Content starts

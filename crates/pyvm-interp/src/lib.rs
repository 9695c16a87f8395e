#![doc = include_str!("../../../README.md")]
mod builtins;
mod config;
mod exception_private;
mod expressions;
mod ops;
mod parse;
mod run;
mod value;

use std::{cell::RefCell, future::Future, rc::Rc};

use indexmap::IndexMap;
use pyvm::{BootFailure, Exception, Object, OutputChannel, Runtime, RuntimeFailure, RuntimeLoader, StackFrame, Stream};

pub use crate::config::{DEFAULT_MAX_RECURSION_DEPTH, DEFAULT_SCRIPT_NAME, InterpConfig, ResourceLimits};
use crate::{
    run::Executor,
    value::{Module, Namespace, Value},
};

/// A tree-walking interpreter for a subset of Python with one persistent
/// top-level namespace.
///
/// Each `exec` parses the whole source first, so a syntax error anywhere means
/// nothing runs. Bindings made by one `exec` are visible to the next.
///
/// ```
/// use pyvm::{Object, OutputChannel, Runtime, Stream};
/// use pyvm_interp::{InterpConfig, Interpreter};
///
/// let output = OutputChannel::default();
/// let mut interp = Interpreter::new(InterpConfig::default());
/// interp.set_global("x", Object::Int(20)).unwrap();
/// interp.exec("y = x * 2 + 2\nprint(y)", &output).unwrap();
/// assert_eq!(interp.get_global("y").unwrap(), Object::Int(42));
/// assert_eq!(output.take_buffered(Stream::Stdout), "42\n");
/// ```
#[derive(Debug)]
pub struct Interpreter {
    config: InterpConfig,
    globals: Namespace,
    sys: Rc<Module>,
}

impl Interpreter {
    /// Creates an interpreter with `__name__` bound to `"__main__"`.
    ///
    /// The prelude, if any, is not run; see [`boot`](Self::boot).
    #[must_use]
    pub fn new(config: InterpConfig) -> Self {
        let mut globals = Namespace::new();
        globals.insert("__name__".to_owned(), Value::from("__main__"));
        let sys = Rc::new(sys_module(&config));
        Self { config, globals, sys }
    }

    /// Creates an interpreter and runs the configured prelude.
    ///
    /// A prelude that fails to parse or raises is a boot failure.
    pub fn boot(config: InterpConfig, output: &OutputChannel) -> Result<Self, BootFailure> {
        let mut interp = Self::new(config);
        if let Some(prelude) = interp.config.prelude.clone() {
            tracing::debug!(bytes = prelude.len(), "running prelude");
            interp
                .run(&prelude, output)
                .map_err(|exc| BootFailure::raised("prelude raised", exc))?;
        }
        Ok(interp)
    }

    /// A loader for [`pyvm::Vm::spawn`] that boots with `config`.
    ///
    /// ```no_run
    /// use pyvm::Vm;
    /// use pyvm_interp::{InterpConfig, Interpreter};
    ///
    /// # async fn demo() {
    /// let vm = Vm::spawn(Interpreter::loader(InterpConfig::default()));
    /// vm.exec("print('hi')").await.unwrap();
    /// # }
    /// ```
    pub fn loader(config: InterpConfig) -> impl RuntimeLoader<Runtime = Self> {
        move |output: OutputChannel| std::future::ready(Self::boot(config, &output))
    }

    /// Like [`loader`](Self::loader), but the runtime only becomes available once
    /// `delay` resolves, for hosts that want to simulate or wait on a slow start.
    pub fn delayed_loader<D>(config: InterpConfig, delay: D) -> impl RuntimeLoader<Runtime = Self>
    where
        D: Future<Output = ()> + 'static,
    {
        move |output: OutputChannel| async move {
            delay.await;
            Self::boot(config, &output)
        }
    }

    fn run(&mut self, source: &str, output: &OutputChannel) -> Result<(), Exception> {
        let nodes = match parse::parse(source) {
            Ok(nodes) => nodes,
            Err(err) => {
                let exc = Exception::new(err.exc_type().to_string(), Some(err.to_string()));
                return Err(self.with_frame(exc, source, Some(err.line())));
            }
        };
        let result = Executor::new(&mut self.globals, &self.sys, output, self.config.limits).run(&nodes);
        result.map_err(|err| {
            let raise = err.raise_ref();
            tracing::debug!(exc_type = %raise.exc.exc_type, line = ?raise.line, "exec raised");
            self.with_frame(raise.exc.to_public(), source, raise.line)
        })
    }

    fn with_frame(&self, exc: Exception, source: &str, line: Option<usize>) -> Exception {
        let Some(line) = line else { return exc };
        let mut frame = StackFrame::new(&self.config.script_name, line, "<module>");
        if let Some(text) = source.lines().nth(line.saturating_sub(1)) {
            frame = frame.with_source_line(text);
        }
        exc.with_frame(frame)
    }
}

impl Runtime for Interpreter {
    fn set_global(&mut self, name: &str, value: Object) -> Result<(), RuntimeFailure> {
        let value = Value::from_object(value)
            .map_err(|err| RuntimeFailure::Rejected(err.raise_ref().exc.to_public().summary()))?;
        self.globals.insert(name.to_owned(), value);
        Ok(())
    }

    fn get_global(&mut self, name: &str) -> Result<Object, RuntimeFailure> {
        let value = self
            .globals
            .get(name)
            .ok_or_else(|| RuntimeFailure::Unbound(name.to_owned()))?;
        value.to_object().map_err(|type_name| RuntimeFailure::Unrepresentable {
            name: name.to_owned(),
            type_name: type_name.to_owned(),
        })
    }

    fn exec(&mut self, source: &str, output: &OutputChannel) -> Result<(), RuntimeFailure> {
        self.run(source, output).map_err(RuntimeFailure::Raised)
    }
}

fn sys_module(config: &InterpConfig) -> Module {
    let mut attrs = IndexMap::new();
    attrs.insert("platform".to_owned(), Value::from(config.platform.as_str()));
    attrs.insert(
        "argv".to_owned(),
        Value::from(vec![Value::from(config.script_name.as_str())]),
    );
    attrs.insert("maxsize".to_owned(), Value::Int(i64::MAX));
    attrs.insert("stdout".to_owned(), Value::Stream(Stream::Stdout));
    attrs.insert("stderr".to_owned(), Value::Stream(Stream::Stderr));
    Module {
        name: "sys",
        attrs: RefCell::new(attrs),
    }
}
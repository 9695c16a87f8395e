//! Console front end: runs a script, an interactive session, or a quick
//! self-test against a freshly loaded VM.
//!
//! Usage:
//!   pyvm                      interactive console
//!   pyvm script.py            run a file
//!   pyvm --self-test --platform js

use std::{
    fs,
    io::Write,
    path::{Path, PathBuf},
    process::ExitCode,
    time::Duration,
};

use clap::Parser;
use pyvm::{ConsoleBridge, ErrorKind, Object, RunOptions, Vm, VmOptions, format_elapsed};
use pyvm_interp::{DEFAULT_SCRIPT_NAME, InterpConfig, Interpreter, ResourceLimits};
use tokio::{
    io::{AsyncBufReadExt, BufReader, Lines, Stdin},
    time::Instant,
};
use tracing_subscriber::EnvFilter;

#[derive(Parser, Debug)]
#[command(name = "pyvm", version, about = "Run Python-subset code through the pyvm command interface")]
struct Args {
    /// Script to run; starts an interactive console when omitted
    file: Option<PathBuf>,

    /// Only report failed runs on the status line
    #[arg(long)]
    quiet: bool,

    /// Run the built-in checks against a fresh VM and exit
    #[arg(long, conflicts_with = "file")]
    self_test: bool,

    /// Value of `sys.platform` (defaults to the host OS)
    #[arg(long)]
    platform: Option<String>,

    /// Filename shown in tracebacks
    #[arg(long, default_value = DEFAULT_SCRIPT_NAME)]
    script_name: String,

    /// Statement budget for each exec
    #[arg(long)]
    max_operations: Option<usize>,

    /// File run once while the runtime boots
    #[arg(long)]
    prelude: Option<PathBuf>,

    /// Extra milliseconds the runtime takes to load
    #[arg(long, default_value_t = 0)]
    load_delay: u64,
}

fn main() -> ExitCode {
    tracing_subscriber::fmt()
        .with_env_filter(EnvFilter::try_from_default_env().unwrap_or_else(|_| EnvFilter::new("warn")))
        .with_writer(std::io::stderr)
        .init();

    let args = Args::parse();
    let config = match build_config(&args) {
        Ok(config) => config,
        Err(err) => {
            eprintln!("error: {err}");
            return ExitCode::FAILURE;
        }
    };
    let runtime = match tokio::runtime::Builder::new_current_thread().enable_time().build() {
        Ok(runtime) => runtime,
        Err(err) => {
            eprintln!("error: failed to start runtime: {err}");
            return ExitCode::FAILURE;
        }
    };
    tokio::task::LocalSet::new().block_on(&runtime, run(args, config))
}

fn build_config(args: &Args) -> Result<InterpConfig, String> {
    let mut limits = ResourceLimits::new();
    if let Some(max) = args.max_operations {
        limits = limits.max_operations(max);
    }
    let mut config = InterpConfig::default().script_name(&args.script_name).limits(limits);
    if let Some(platform) = &args.platform {
        config = config.platform(platform);
    }
    if let Some(path) = &args.prelude {
        config = config.prelude(read_file(path)?);
    }
    Ok(config)
}

async fn run(args: Args, config: InterpConfig) -> ExitCode {
    tracing::debug!(?config, load_delay = args.load_delay, "starting");
    let platform = config.platform.clone();
    let init_start = Instant::now();
    let delay = tokio::time::sleep(Duration::from_millis(args.load_delay));
    let vm = Vm::spawn_with(
        Interpreter::delayed_loader(config, delay),
        VmOptions::default()
            .label("console")
            .stdout(|text: &str| print!("{text}"))
            .stderr(|text: &str| eprint!("{text}")),
    );

    if args.self_test {
        return self_test(&vm, &platform).await;
    }

    let console = ConsoleBridge::new(vm, |status: &str| eprintln!("[{status}]"));
    let options = if args.quiet {
        RunOptions::quiet()
    } else {
        RunOptions::verbose()
    };
    match args.file {
        Some(path) => {
            let source = match read_file(&path) {
                Ok(source) => source,
                Err(err) => {
                    eprintln!("error: {err}");
                    return ExitCode::FAILURE;
                }
            };
            let outcome = console.run(&source, options).await;
            if outcome.is_ok() {
                ExitCode::SUCCESS
            } else {
                ExitCode::FAILURE
            }
        }
        None => interactive(&console, options, init_start).await,
    }
}

async fn interactive(console: &ConsoleBridge, options: RunOptions, init_start: Instant) -> ExitCode {
    let vm = console.vm();
    vm.output().stdout("Loading pyvm.\nThis might take a while...\n\n");
    if let Err(err) = vm.ready().await {
        eprintln!("ERROR: {err}");
        return ExitCode::FAILURE;
    }
    console.run("print('Welcome to pyvm!')", RunOptions::quiet()).await;
    eprintln!("[init in {}]", format_elapsed(init_start.elapsed()));

    let mut lines = BufReader::new(tokio::io::stdin()).lines();
    loop {
        prompt(">>> ");
        let Some(source) = read_block(&mut lines).await else {
            break;
        };
        if source.trim().is_empty() {
            continue;
        }
        console.run(&source, options).await;
    }
    println!();
    ExitCode::SUCCESS
}

/// Reads one statement; a line ending in `:` opens a block that continues until
/// a blank line. `None` at end of input.
async fn read_block(lines: &mut Lines<BufReader<Stdin>>) -> Option<String> {
    let mut source = lines.next_line().await.ok().flatten()?;
    if !source.trim_end().ends_with(':') {
        return Some(source);
    }
    loop {
        prompt("... ");
        match lines.next_line().await.ok().flatten() {
            Some(line) if !line.trim().is_empty() => {
                source.push('\n');
                source.push_str(&line);
            }
            _ => return Some(source),
        }
    }
}

fn prompt(text: &str) {
    print!("{text}");
    // a failed flush only delays the prompt
    let _ = std::io::stdout().flush();
}

async fn self_test(vm: &Vm, platform: &str) -> ExitCode {
    match checks(vm, platform).await {
        Ok(()) => {
            println!("TESTS PASSED!");
            ExitCode::SUCCESS
        }
        Err(err) => {
            println!("TESTS FAILED!");
            println!("{err}");
            ExitCode::FAILURE
        }
    }
}

async fn checks(vm: &Vm, platform: &str) -> Result<(), String> {
    vm.ready().await.map_err(|err| err.to_string())?;

    // program errors must surface as errors, not be swallowed
    match vm.exec("raise RuntimeError").await {
        Err(err) if err.kind() == ErrorKind::RuntimeError => {}
        Err(err) => return Err(format!("raise produced a {} instead: {err}", err.kind())),
        Ok(()) => return Err("Python exception did not produce an error".to_owned()),
    }

    vm.set("x", 7).await.map_err(|err| err.to_string())?;
    vm.exec("x = x * 2").await.map_err(|err| err.to_string())?;
    let x = vm.get("x").await.map_err(|err| err.to_string())?;
    if x != Object::Int(14) {
        return Err(format!("set-exec-get cycle failed: got {x}"));
    }

    vm.exec("assert __name__ == '__main__', __name__")
        .await
        .map_err(|err| err.to_string())?;
    let expected = Object::from(platform).py_repr();
    vm.exec(format!("import sys; assert sys.platform == {expected}, sys.platform"))
        .await
        .map_err(|err| err.to_string())?;
    Ok(())
}

fn read_file(path: &Path) -> Result<String, String> {
    match fs::metadata(path) {
        Ok(metadata) if !metadata.is_file() => return Err(format!("{} is not a file", path.display())),
        Ok(_) => {}
        Err(err) => return Err(format!("reading {}: {err}", path.display())),
    }
    fs::read_to_string(path).map_err(|err| format!("reading {}: {err}", path.display()))
}

#[cfg(test)]
mod tests {
    use pretty_assertions::assert_eq;

    use super::*;

    fn run_checks(platform: &str) -> Result<(), String> {
        let runtime = tokio::runtime::Builder::new_current_thread().enable_time().build().unwrap();
        tokio::task::LocalSet::new().block_on(&runtime, async {
            let vm = Vm::spawn(Interpreter::loader(InterpConfig::default().platform(platform)));
            checks(&vm, platform).await
        })
    }

    #[test]
    fn self_test_passes_for_plain_platform() {
        assert_eq!(run_checks("js"), Ok(()));
    }

    #[test]
    fn self_test_passes_for_platform_needing_escapes() {
        assert_eq!(run_checks("we\u{301}b\t'v2'"), Ok(()));
    }
}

Content ends

### Prompt:
Your output should be an exact copy of the lines from the top of the listing above to the line with "use indexmap::IndexMap;", both ends included.

### Answer to the problem:
filename crates/pyvm-interp/src/lib.rs
repository 9695c16a87f8395e
#![doc = include_str!("../../../README.md")]
mod builtins;
mod config;
mod exception_private;
mod expressions;
mod ops;
mod parse;
mod run;
mod value;

use std::{cell::RefCell, future::Future, rc::Rc};

use indexmap::IndexMap;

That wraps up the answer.